Materials and methods

Patient selection

The dataset used in this research work consisted of patients with IS and ICH admitted to the Stroke Unit of the Hospital Clínico Universitario of Santiago de Compostela (Spain), who were prospectively registered in an approved data bank (BICHUS). All patients were treated by a certified neurologist according to national and international guidelines. Exclusion criteria for this analysis were: (1) patients who died during the first 24 h, and (2) loss of follow-up (personal interview or telephone contact) at 3 months.

The analysis of the data for this study was retrospective, from September 2007 to September 2017. This research was carried out in accordance with the Declaration of Helsinki of the World Medical Association (2008) and approved by the Ethics Committee of Santiago de Compostela (2019/616). All patients or their relatives signed the informed consent for inclusion in the registry and for anonymous use of their personal data for research purposes.

Demographic, clinical, molecular and neuroimaging variables

The registry includes demographic variables, previous medical history and vital signs. Blood samples for hemogram, biochemistry and coagulation tests were obtained and analyzed at the central hospital laboratory.

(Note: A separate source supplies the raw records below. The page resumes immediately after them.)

use std::collections::VecDeque;

use tabletop_core::PointCloud;
use tabletop_spatial::KdTree;

/// Extracts clusters from a point cloud using Euclidean distance-based
/// connected-component analysis.
///
/// Points whose pairwise distance is less than or equal to `tolerance` are
/// connected. Each connected component forms a cluster; only clusters whose
/// size falls within `[min_size, max_size]` are returned.
///
/// The returned clusters are sorted by size (largest first, ties by lowest
/// member index), and the indices within each cluster are ascending.
pub fn euclidean_cluster(
    cloud: &PointCloud,
    tolerance: f32,
    min_size: usize,
    max_size: usize,
) -> Vec<Vec<usize>> {
    if cloud.is_empty() || tolerance.is_nan() || tolerance <= 0.0 || min_size == 0 {
        return Vec::new();
    }

    let tree = KdTree::build(cloud);
    let n = cloud.len();
    let mut visited = vec![false; n];
    let mut clusters = Vec::new();

    for seed in 0..n {
        if visited[seed] {
            continue;
        }

        // The whole component is walked even when it grows past `max_size`,
        // so its points cannot seed a second, truncated cluster.
        let mut cluster = Vec::new();
        let mut queue = VecDeque::new();
        queue.push_back(seed);
        visited[seed] = true;

        while let Some(current) = queue.pop_front() {
            cluster.push(current);

            for neighbor in tree.radius_search(&cloud.point(current), tolerance) {
                if !visited[neighbor] {
                    visited[neighbor] = true;
                    queue.push_back(neighbor);
                }
            }
        }

        if cluster.len() >= min_size && cluster.len() <= max_size {
            cluster.sort_unstable();
            clusters.push(cluster);
        }
    }

    // stable: equal sizes keep seed order
    clusters.sort_by_key(|c| std::cmp::Reverse(c.len()));
    clusters
}

/// Indices of the largest qualifying cluster, or an empty vector when no
/// cluster fits the size bounds.
pub fn largest_cluster(
    cloud: &PointCloud,
    tolerance: f32,
    min_size: usize,
    max_size: usize,
) -> Vec<usize> {
    euclidean_cluster(cloud, tolerance, min_size, max_size)
        .into_iter()
        .next()
        .unwrap_or_default()
}
use tabletop_fusion::FusionError;
use tabletop_normals::NormalsError;
use tabletop_segmentation::SegmentationError;
use thiserror::Error;

use crate::config::ConfigError;

#[derive(Debug, Error)]
pub enum SegmentError {
    /// No candidate plane qualified as a table and no hint was supplied.
    #[error("no table detected among {points} points")]
    NoTableDetected { points: usize },
    #[error(transparent)]
    Normals(#[from] NormalsError),
    #[error(transparent)]
    Segmentation(#[from] SegmentationError),
    #[error(transparent)]
    Fusion(#[from] FusionError),
    #[error(transparent)]
    Config(#[from] ConfigError),
}

pub type Result<T> = std::result::Result<T, SegmentError>;
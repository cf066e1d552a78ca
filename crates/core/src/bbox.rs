/// Axis-aligned bounding box over the finite points it has seen.
#[derive(Debug, Clone, PartialEq)]
pub struct Aabb {
    pub min: [f32; 3],
    pub max: [f32; 3],
    empty: bool,
}

impl Aabb {
    pub fn empty() -> Self {
        Self {
            min: [f32::INFINITY; 3],
            max: [f32::NEG_INFINITY; 3],
            empty: true,
        }
    }

    pub fn is_empty(&self) -> bool {
        self.empty
    }

    /// Grows the box to include `point`; non-finite points are ignored.
    pub fn expand_with_point(&mut self, point: [f32; 3]) {
        if !point.iter().all(|v| v.is_finite()) {
            return;
        }

        if self.empty {
            self.min = point;
            self.max = point;
            self.empty = false;
            return;
        }

        for axis in 0..3 {
            self.min[axis] = self.min[axis].min(point[axis]);
            self.max[axis] = self.max[axis].max(point[axis]);
        }
    }

    pub fn contains(&self, point: &[f32; 3]) -> bool {
        !self.empty && (0..3).all(|a| point[a] >= self.min[a] && point[a] <= self.max[a])
    }

    /// Edge lengths per axis; zero for an empty box.
    pub fn extent(&self) -> [f32; 3] {
        if self.empty {
            return [0.0; 3];
        }
        [
            self.max[0] - self.min[0],
            self.max[1] - self.min[1],
            self.max[2] - self.min[2],
        ]
    }

    pub fn center(&self) -> Option<[f32; 3]> {
        if self.empty {
            return None;
        }
        Some([
            0.5 * (self.min[0] + self.max[0]),
            0.5 * (self.min[1] + self.max[1]),
            0.5 * (self.min[2] + self.max[2]),
        ])
    }

    pub fn from_xyz(x: &[f32], y: &[f32], z: &[f32]) -> Self {
        let mut aabb = Self::empty();
        for ((&px, &py), &pz) in x.iter().zip(y).zip(z) {
            aabb.expand_with_point([px, py, pz]);
        }
        aabb
    }
}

Neurological deficit was evaluated by a certified neurologist using the National Institute of Health Stroke Scale (NIHSS) at admission, and every 24/48 h during hospitalization. The modified Rankin Scale (mRS) was used to evaluate functional outcome at discharge and at 3 months^33,34.

Effective reperfusion of IS patients was defined as ≤ 8 points in the NIHSS during the first 24 h. Early neurological deterioration was defined as ≥ 4 points in NIHSS within the first 48 h with respect to baseline NIHSS score. Poor functional outcome was defined as mRS > 2 at 3 months, morbidity as 3 ≤ mRS ≤ 5, and mortality as mRS = 6. Ischemic stroke diagnosis was made using the TOAST criteria³⁵.

Computed Tomography (CT) was performed in all patients and Magnetic Resonance Imaging (MRI) in selected patients at admission. Follow-up CT scan after fibrinolysis or thrombectomy was performed in all IS patients at 24 h, and CT at 48 h or when neurological deterioration was detected and between the 4th–7th day. ICH and perihematomal edema volumes were calculated using the ABC/2 method³⁶. ICH topography was classified as lobar when it predominantly affected the cortical/subcortical white matter of the cerebral lobes or as deep when it was limited to the internal capsule, the basal ganglia or the thalamus. All neuroimaging tests were analyzed by a neuro-radiologist supervised by the above certified neurologist.

Outcome endpoints

The objective of this research work was to identify the main predictors for the machine learning model in order to generate a predictive model using machine learning techniques for the prediction of mortality and morbidity of stroke patients according to their stratification to one of the following groups: 1) IS + ICH, 2) IS, and 3) ICH.

Machine learning

We used the RF algorithm for the prediction of mortality and morbidity of stroke patients. RF is an ensemble learning method, i.e., a strategy that aggregates many predictions to reduce the variance and improve the robustness and precision of outputs^37,38,39. A remarkable characteristic of the RF is that it provides an internal measure of the relative importance of each feature on the prediction. This model generally works very well for any type of problem, regardless of size and even if the data are unbalanced or missing³⁷. It also makes it possible to analyze the importance of the variables used by the model. To this end, the Gini importance index was calculated. This index measures the increase in impurity of each variable in the model when selected in the random distribution process. Each time a node selects a variable, the Gini impurity index for the two child nodes is lower than in the parent. It is not a simple final summation of the values obtained in all the trees for each variable but a weighting.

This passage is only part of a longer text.